- Developers: The 8th Day Sales Curve Interactive
- Publishers: GT Interactive Sales Curve Interactive
- Director: Rob Henderson
- Producers: Jane Cavanagh Steven Bishop Fergus McNeill
- Designers: Ged Keaveney Mark Watson Jerr O'Carroll
- Programmers: Mark Watson Ged Keaveney Barry Irvine
- Artists: Jerr O'Carroll Jim Bot‑Masey Billy Allison
- Platform: DOS
- Release: 1996
- Genres: Real-time tactics, action
- Mode: Single-player

= Gender Wars =

1996 video game

Gender Wars is a real-time tactics action game developed by The 8th Day and Sales Curve and published for DOS by GT Interactive and Sales Curve Interactive in 1996. The game is set at an undetermined point in the future in which humanity is divided into two warring societies based on gender.

==Gameplay==

The player controls a squad leader and any of their members, as they kill enemies, destroy enemy facilities, or retrieve devices. However, the player will have to control each member at a time, as they have difficulty navigating by themselves.

==Plot==

In the future, after an era of "political correctness and equality", humanity is divided into two warring factions based on sex and enters a brutal conflict known as the "Gender Wars". Each faction is a caricature of conventional gender stereotypes. The Male faction are crass jocks obsessed with alcohol and other "manly" things while the Females are vapid Valley Girl archetypes preoccupied with fashion and other stereotypically feminine interests. Both factions conduct raids against the other to steal cloning material and capture the other's leader.

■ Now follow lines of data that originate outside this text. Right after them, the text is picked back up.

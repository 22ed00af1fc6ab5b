//! twine server binary.
//!
//! Reads `config.toml` (or the path specified with `--config`), logs in to
//! the configured Twilio account, opens that account's cache, keeps it in
//! step with the provider, and serves the JSON API over HTTP.
//!
//! Every key can be overridden from the environment, e.g.
//! `TWINE_ACCOUNT__TOKEN` or `TWINE_SYNC__POLL_INTERVAL_MS`.

use std::{
  path::{Path, PathBuf},
  sync::Arc,
};

use anyhow::Context as _;
use axum::Router;
use clap::Parser;
use tokio::{net::TcpListener, sync::broadcast};
use tower_http::trace::TraceLayer;
use tracing::level_filters::LevelFilter;
use tracing_subscriber::EnvFilter;
use twine_core::{event::ThreadEvent, source::RemoteSource};
use twine_server::{Facade, ServerConfig};
use twine_store_sqlite::SqliteStore;
use twine_sync::SyncEngine;
use twine_twilio::TwilioClient;

#[derive(Parser)]
#[command(author, version, about = "twine SMS mirror")]
struct Cli {
  /// Path to the TOML configuration file.
  #[arg(short, long, default_value = "config.toml")]
  config: PathBuf,
}

#[tokio::main]
async fn main() -> anyhow::Result<()> {
  // Initialise tracing.
  tracing_subscriber::fmt()
    .with_env_filter(
      EnvFilter::builder()
        .with_default_directive(LevelFilter::INFO.into())
        .from_env_lossy(),
    )
    .init();

  let cli = Cli::parse();

  // Load configuration.
  let settings = config::Config::builder()
    .add_source(config::File::from(cli.config).required(false))
    .add_source(
      config::Environment::with_prefix("TWINE")
        .prefix_separator("_")
        .separator("__"),
    )
    .build()
    .context("failed to read config file")?;

  let server_cfg: ServerConfig = settings
    .try_deserialize()
    .context("failed to deserialise ServerConfig")?;

  // Log in. Nothing is polled without a session.
  let client = TwilioClient::login(server_cfg.account.clone())
    .context("failed to log in to Twilio")?;
  let current_user = client.current_user();

  // One cache file per account.
  let store_path = expand_tilde(&server_cfg.store_dir).join(format!("{}.sqlite3", current_user.id));
  let store = SqliteStore::open(&store_path)
    .await
    .with_context(|| format!("failed to open store at {store_path:?}"))?;

  let store = Arc::new(store);
  let source = Arc::new(client);

  // Start syncing.
  let engine = SyncEngine::new(store.clone(), source.clone(), server_cfg.sync.clone());
  let events = engine.subscribe();
  let sync = engine.start().await.context("failed to start sync")?;
  tokio::spawn(log_events(events));

  let facade = Arc::new(Facade::new(store, source).with_sync(sync.clone()));
  let app = Router::new()
    .nest("/api", twine_server::router(facade))
    .layer(TraceLayer::new_for_http());
  let address = format!("{}:{}", server_cfg.host, server_cfg.port);

  tracing::info!(number = %current_user.phone_number, "Listening on http://{address}");
  let listener = TcpListener::bind(&address)
    .await
    .with_context(|| format!("failed to bind {address}"))?;

  axum::serve(listener, app)
    .with_graceful_shutdown(shutdown_signal())
    .await
    .context("server error")?;

  sync.dispose().await;
  Ok(())
}

async fn shutdown_signal() {
  if let Err(e) = tokio::signal::ctrl_c().await {
    tracing::error!(error = %e, "failed to listen for shutdown signal");
    std::future::pending::<()>().await;
  }
  tracing::info!("Received shutdown signal");
}

/// Report thread changes as they land.
async fn log_events(mut events: broadcast::Receiver<ThreadEvent>) {
  loop {
    match events.recv().await {
      Ok(event) => tracing::info!(
        thread = %event.thread_id,
        count = event.messages.len(),
        "new messages"
      ),
      Err(broadcast::error::RecvError::Lagged(skipped)) => {
        tracing::warn!(skipped, "event log fell behind");
      }
      Err(broadcast::error::RecvError::Closed) => break,
    }
  }
}

/// Expand a leading `~` to the user's home directory.
fn expand_tilde(path: &Path) -> PathBuf {
  let s = path.to_string_lossy();
  if let Some(rest) = s.strip_prefix("~/")
    && let Ok(home) = std::env::var("HOME")
  {
    return PathBuf::from(home).join(rest);
  }
  path.to_path_buf()
}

The player has to choose between the Male or the Female faction. Regardless of the player's choice, the victorious faction will put the remaining members of the defeated sex into servitude. The game ends with the narrator mentioning the player's faction was overthrown by rebellion caused by men and women working together, taking place a few years after the end of the Gender Wars.

==Reception==
GameSpot gave Gender Wars a "Fair" review score of 6.6/10, opining it is "a solid arcade strategy game that doesn't require lots of concentration, and has enough depth to keep things interesting. This basic premise, along with the game's original story line, good video and sound, and surprisingly good gameplay, make for a very engaging title." A retrospective by Richard Cobbett of PC Gamer called it "a rubbish Syndicate wannabe," one which still handles its subject "better than Rex Nebular and the Cosmic Gender Bender."